Heather Feaga earned her PhD in Biochemistry and Molecular Microbiology from the Pennsylvania State University. Her dissertation work focused on mechanisms of ribosome rescue in bacteria and human mitochondria. She conducted postdoctoral research at Columbia University and taught Microbiology at City University of New York/BMCC.

Areas Of Expertise

• Microbial Physiology With A Focus On How Ribosome Quality Control Impacts Cell Fate
• Genetic Screens
• Ribosome Profiling
• Biochemical And Structural Studies.

Selected publications

• Feaga HA, Kopylov M, Kim JK, Jovanovic M, Dworkin J. Ribosome dimerization protects the small subunit. Accepted at Journal of Bacteriology. doi: 10.1128/JB.00009-20. 2020
• Feaga HA, Dworkin J. A wolf in sheep’s clothing: chromosomal pathogenicity islands co-opt phage capsids to facilitate horizontal spread. Molecular Cell (preview). 5;75(5):889-890. 2019
• Peterson ND, Dillion NA, Feaga HA, Keiler KC, Baughn AD. Anti-tubercular Activity of Pyrazinamide is Independent of trans-Translation. Scientific Reports. 2017
• Feaga HA, Quickel MD, Hankey-Giblin PA, Keiler KC. Human cells require nonstop ribosome rescue activity in mitochondria. PLoS Genetics. 12(3):e1005964. 2016
• Feaga HA, Viollier PH, Keiler KC. Release of nonstop complexes is essential. mBio. 5:e01916-14. doi:10.1128/mBio.01916-14. 2014
• Keiler KC, Feaga HA. Resolving nonstop translation complexes is a matter of life or death. Journal of Bacteriology. 196:1–9. 2014
• Weyrich LS, Feaga HA, Park J, Muse SJ, Safi CY, Rolin OY, Young SE, Harvill ET. Resident microbiota affects Bordetella pertussis infectious dose and host specificity. The Journal of Infectious Diseases. 209(6):913-21. 2014
• Feaga HA, Maduka RC, Foster MN, Szalai VA. Affinity of Cu+ for the copper-binding domain of the amyloid-β peptide of Alzheimer's disease. Inorganic Chemistry. 50(5):1614-8. 2011

Research Focus

Ribosomes translate mRNA at a rate of about 45 nucleotides per second.

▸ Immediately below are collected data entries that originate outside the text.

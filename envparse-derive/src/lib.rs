//! Derive macro implementation for envparse

use proc_macro::TokenStream;
use quote::quote;
use syn::{parse_macro_input, Data, DeriveInput, Fields, Type};

mod attrs;

/// Map a field's declared type to the binder's type tag.
///
/// Only the last path segment is inspected, so fully qualified spellings of
/// `Vec`, `HashMap` and `BTreeMap` classify the same as the bare names.
/// Anything unrecognized becomes `Other`, which the binder rejects at run
/// time.
fn type_kind(ty: &Type) -> proc_macro2::TokenStream {
    let ident = match ty {
        Type::Path(type_path) => match type_path.path.segments.last() {
            Some(segment) => segment.ident.to_string(),
            None => return quote! { ::envparse::bind::TypeKind::Other },
        },
        _ => return quote! { ::envparse::bind::TypeKind::Other },
    };

    match ident.as_str() {
        "bool" => quote! { ::envparse::bind::TypeKind::Bool },
        "i8" => quote! { ::envparse::bind::TypeKind::I8 },
        "i16" => quote! { ::envparse::bind::TypeKind::I16 },
        "i32" => quote! { ::envparse::bind::TypeKind::I32 },
        "i64" => quote! { ::envparse::bind::TypeKind::I64 },
        "isize" => quote! { ::envparse::bind::TypeKind::Isize },
        "u8" => quote! { ::envparse::bind::TypeKind::U8 },
        "u16" => quote! { ::envparse::bind::TypeKind::U16 },
        "u32" => quote! { ::envparse::bind::TypeKind::U32 },
        "u64" => quote! { ::envparse::bind::TypeKind::U64 },
        "usize" => quote! { ::envparse::bind::TypeKind::Usize },
        "f32" => quote! { ::envparse::bind::TypeKind::F32 },
        "f64" => quote! { ::envparse::bind::TypeKind::F64 },
        "String" => quote! { ::envparse::bind::TypeKind::Str },
        "Vec" => quote! { ::envparse::bind::TypeKind::Seq },
        "HashMap" | "BTreeMap" => quote! { ::envparse::bind::TypeKind::Map },
        _ => quote! { ::envparse::bind::TypeKind::Other },
    }
}

/// `EnvParse` derive macro
///
/// Generates `populate` and `populate_with` methods that fill annotated
/// fields from environment variables.
///
/// # Supported annotation
///
/// **Field-level**:
/// - `#[env("VAR_NAME")]`: read the field from `VAR_NAME`
/// - `#[env("name=VAR_NAME,parser=transformer")]`: read from `VAR_NAME` and
///   decode with a named transformer (sequence and mapping fields)
///
/// Fields without an `#[env(...)]` annotation are left untouched.
///
/// # Example
///
/// See the `envparse` crate documentation for usage examples.
#[proc_macro_derive(EnvParse, attributes(env))]
pub fn derive_envparse(input: TokenStream) -> TokenStream {
    let input = parse_macro_input!(input as DeriveInput);

    // Struct name
    let struct_name = &input.ident;

    // Extract fields
    let fields = match &input.data {
        Data::Struct(data) => match &data.fields {
            Fields::Named(fields) => &fields.named,
            _ => {
                return syn::Error::new_spanned(
                    &input,
                    "EnvParse only supports structs with named fields",
                )
                .to_compile_error()
                .into();
            }
        },
        _ => {
            return syn::Error::new_spanned(&input, "EnvParse only supports structs")
                .to_compile_error()
                .into();
        }
    };

    // One bind block per annotated field, in declaration order. The `?`
    // operator makes the pass abort on the first failing field.
    let field_binds = fields.iter().filter_map(|field| {
        let annotation = attrs::annotation(field)?;
        if annotation.is_empty() {
            return None;
        }

        let field_name = field.ident.as_ref().unwrap();
        let field_type = &field.ty;
        let field_name_str = field_name.to_string();
        let kind = type_kind(field_type);

        Some(quote! {
            {
                let __directive = ::envparse::Directive::parse(#annotation);
                let __raw = ::envparse::bind::lookup(&__directive.env_name)?;
                let __value = ::envparse::bind::convert(
                    #kind,
                    #field_name_str,
                    &__raw,
                    &__directive.parser_name,
                    registry,
                )?;
                self.#field_name =
                    ::envparse::bind::assign::<#field_type>(__value, #field_name_str)?;
            }
        })
    });

    // Generate populate() / populate_with() methods
    let expanded = quote! {
        impl #struct_name {
            /// Populate annotated fields from environment variables.
            ///
            /// Uses an empty transformer registry; the built-in `default`
            /// sequence and mapping transformers remain available.
            ///
            /// # Errors
            ///
            /// - A target environment variable is not set (or is empty)
            /// - A value cannot be converted to its field's type
            /// - An annotation names an unregistered transformer
            pub fn populate(&mut self) -> ::envparse::anyhow::Result<()> {
                self.populate_with(&::envparse::ParserRegistry::new())
            }

            /// Populate annotated fields from environment variables,
            /// resolving named transformers through `registry`.
            ///
            /// Fields are bound in declaration order; the first field that
            /// fails aborts the pass and its error is returned unchanged.
            pub fn populate_with(
                &mut self,
                registry: &::envparse::ParserRegistry,
            ) -> ::envparse::anyhow::Result<()> {
                #(#field_binds)*
                Ok(())
            }
        }
    };

    TokenStream::from(expanded)
}

#[cfg(test)]
mod tests {
    use super::*;
    use syn::parse_quote;

    fn kind_of(ty: Type) -> String {
        type_kind(&ty).to_string()
    }

    #[test]
    fn test_scalar_types() {
        assert_eq!(kind_of(parse_quote!(bool)), quote!(::envparse::bind::TypeKind::Bool).to_string());
        assert_eq!(kind_of(parse_quote!(i8)), quote!(::envparse::bind::TypeKind::I8).to_string());
        assert_eq!(kind_of(parse_quote!(usize)), quote!(::envparse::bind::TypeKind::Usize).to_string());
        assert_eq!(kind_of(parse_quote!(f64)), quote!(::envparse::bind::TypeKind::F64).to_string());
        assert_eq!(kind_of(parse_quote!(String)), quote!(::envparse::bind::TypeKind::Str).to_string());
    }

    #[test]
    fn test_sequence_and_mapping_types() {
        assert_eq!(kind_of(parse_quote!(Vec<String>)), quote!(::envparse::bind::TypeKind::Seq).to_string());
        assert_eq!(
            kind_of(parse_quote!(std::collections::HashMap<String, String>)),
            quote!(::envparse::bind::TypeKind::Map).to_string()
        );
        assert_eq!(
            kind_of(parse_quote!(BTreeMap<String, u32>)),
            quote!(::envparse::bind::TypeKind::Map).to_string()
        );
    }

    #[test]
    fn test_unrecognized_types_are_other() {
        assert_eq!(kind_of(parse_quote!(Option<String>)), quote!(::envparse::bind::TypeKind::Other).to_string());
        assert_eq!(kind_of(parse_quote!(serde_json::Value)), quote!(::envparse::bind::TypeKind::Other).to_string());
        assert_eq!(kind_of(parse_quote!((u32, u32))), quote!(::envparse::bind::TypeKind::Other).to_string());
    }
}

A multitude of protein factors work in concert with the ribosome to keep it running smoothly. Some of the most commonly prescribed antibiotics target the bacterial ribosome; drugs are available that target every step of protein synthesis, from initiation to ribosome recycling and rescue.

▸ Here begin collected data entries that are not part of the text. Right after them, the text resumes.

//! Basic example loading scalar fields from environment variables

use envparse::EnvParse;

#[derive(Debug, Default, EnvParse)]
struct Config {
    #[env("APP_NAME")]
    app_name: String,

    #[env("APP_PORT")]
    port: u16,

    #[env("APP_DEBUG")]
    debug: bool,

    #[env("APP_RATE_LIMIT")]
    rate_limit: f64,

    // Not annotated, stays at whatever the caller put in it
    request_count: u64,
}

fn main() -> anyhow::Result<()> {
    std::env::set_var("APP_NAME", "my-application");
    std::env::set_var("APP_PORT", "8080");
    std::env::set_var("APP_DEBUG", "true");
    std::env::set_var("APP_RATE_LIMIT", "99.5");

    let mut config = Config::default();
    config.populate()?;

    println!("Configuration loaded:");
    println!("  App Name: {}", config.app_name);
    println!("  Port: {}", config.port);
    println!("  Debug: {}", config.debug);
    println!("  Rate Limit: {}", config.rate_limit);
    println!("  Request Count: {}", config.request_count);

    Ok(())
}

Our lab is focused on ribosome quality control in bacteria. We aim to identify factors that interact with the ribosome and prevent stalling, and to understand the impact of ribosome stalling on cell physiology. In particular, we are interested in how the cell senses and responds to translation stress during complex developmental processes, such as sporulation and germination.

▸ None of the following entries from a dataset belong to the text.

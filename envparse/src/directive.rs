//! Annotation parsing
//!
//! A field annotation is a comma-separated list of `key=value` tokens, or a
//! single bare environment variable name. Parsing is deliberately lenient:
//! callers are expected to supply well-formed annotations, and a malformed
//! one degrades to a partial or default directive instead of failing.

/// Parsed form of a field annotation: the target environment variable name
/// plus an optional named transformer for sequence and mapping fields.
#[derive(Debug, Clone, PartialEq, Eq)]
pub struct Directive {
    /// Environment variable to read.
    pub env_name: String,
    /// Transformer to decode the value with; empty for fields that use the
    /// built-in scalar conversions.
    pub parser_name: String,
}

impl Directive {
    /// Parse a raw annotation into a directive.
    ///
    /// Recognized keys are `name` and `parser`; unrecognized keys are
    /// silently ignored. When no `name=` token is present, the entire raw
    /// text is taken verbatim as the environment variable name, which is
    /// the common single-bare-token case.
    pub fn parse(raw: &str) -> Self {
        let mut directive = Directive {
            env_name: String::new(),
            parser_name: String::new(),
        };

        for token in raw.split(',') {
            let mut parts = token.split('=');
            let key = parts.next().unwrap_or_default();
            let value = parts.next().unwrap_or_default();
            match key {
                "name" => directive.env_name = value.to_string(),
                "parser" => directive.parser_name = value.to_string(),
                _ => {}
            }
        }

        if directive.env_name.is_empty() {
            directive.env_name = raw.to_string();
        }

        directive
    }
}

#[cfg(test)]
mod tests {
    use super::*;

    #[test]
    fn test_bare_name() {
        let directive = Directive::parse("TEST_ENV");
        assert_eq!(directive.env_name, "TEST_ENV");
        assert_eq!(directive.parser_name, "");
    }

    #[test]
    fn test_name_and_parser() {
        let directive = Directive::parse("name=TEST_ENV,parser=intSlice");
        assert_eq!(directive.env_name, "TEST_ENV");
        assert_eq!(directive.parser_name, "intSlice");
    }

    #[test]
    fn test_token_order_is_irrelevant() {
        let directive = Directive::parse("parser=default,name=TEST_ENV");
        assert_eq!(directive.env_name, "TEST_ENV");
        assert_eq!(directive.parser_name, "default");
    }

    #[test]
    fn test_unrecognized_keys_are_ignored() {
        let directive = Directive::parse("name=TEST_ENV,mode=verbose");
        assert_eq!(directive.env_name, "TEST_ENV");
        assert_eq!(directive.parser_name, "");
    }

    #[test]
    fn test_missing_name_falls_back_to_raw_text() {
        let directive = Directive::parse("parser=intSlice");
        assert_eq!(directive.env_name, "parser=intSlice");
        assert_eq!(directive.parser_name, "intSlice");
    }

    #[test]
    fn test_dangling_key_does_not_fail() {
        let directive = Directive::parse("name");
        assert_eq!(directive.env_name, "name");
        assert_eq!(directive.parser_name, "");
    }
}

We use the model spore-former Bacillus subtilis, a genetically tractable, non-pathogenic soil microbe. Using genetics, biochemistry, and ribosome profiling, we will characterize global patterns of translation control during spore development. We will then extend these findings to pathogenic organisms such as Bacillus anthracis. These studies will be conducted with an eye towards identifying new antibiotic targets.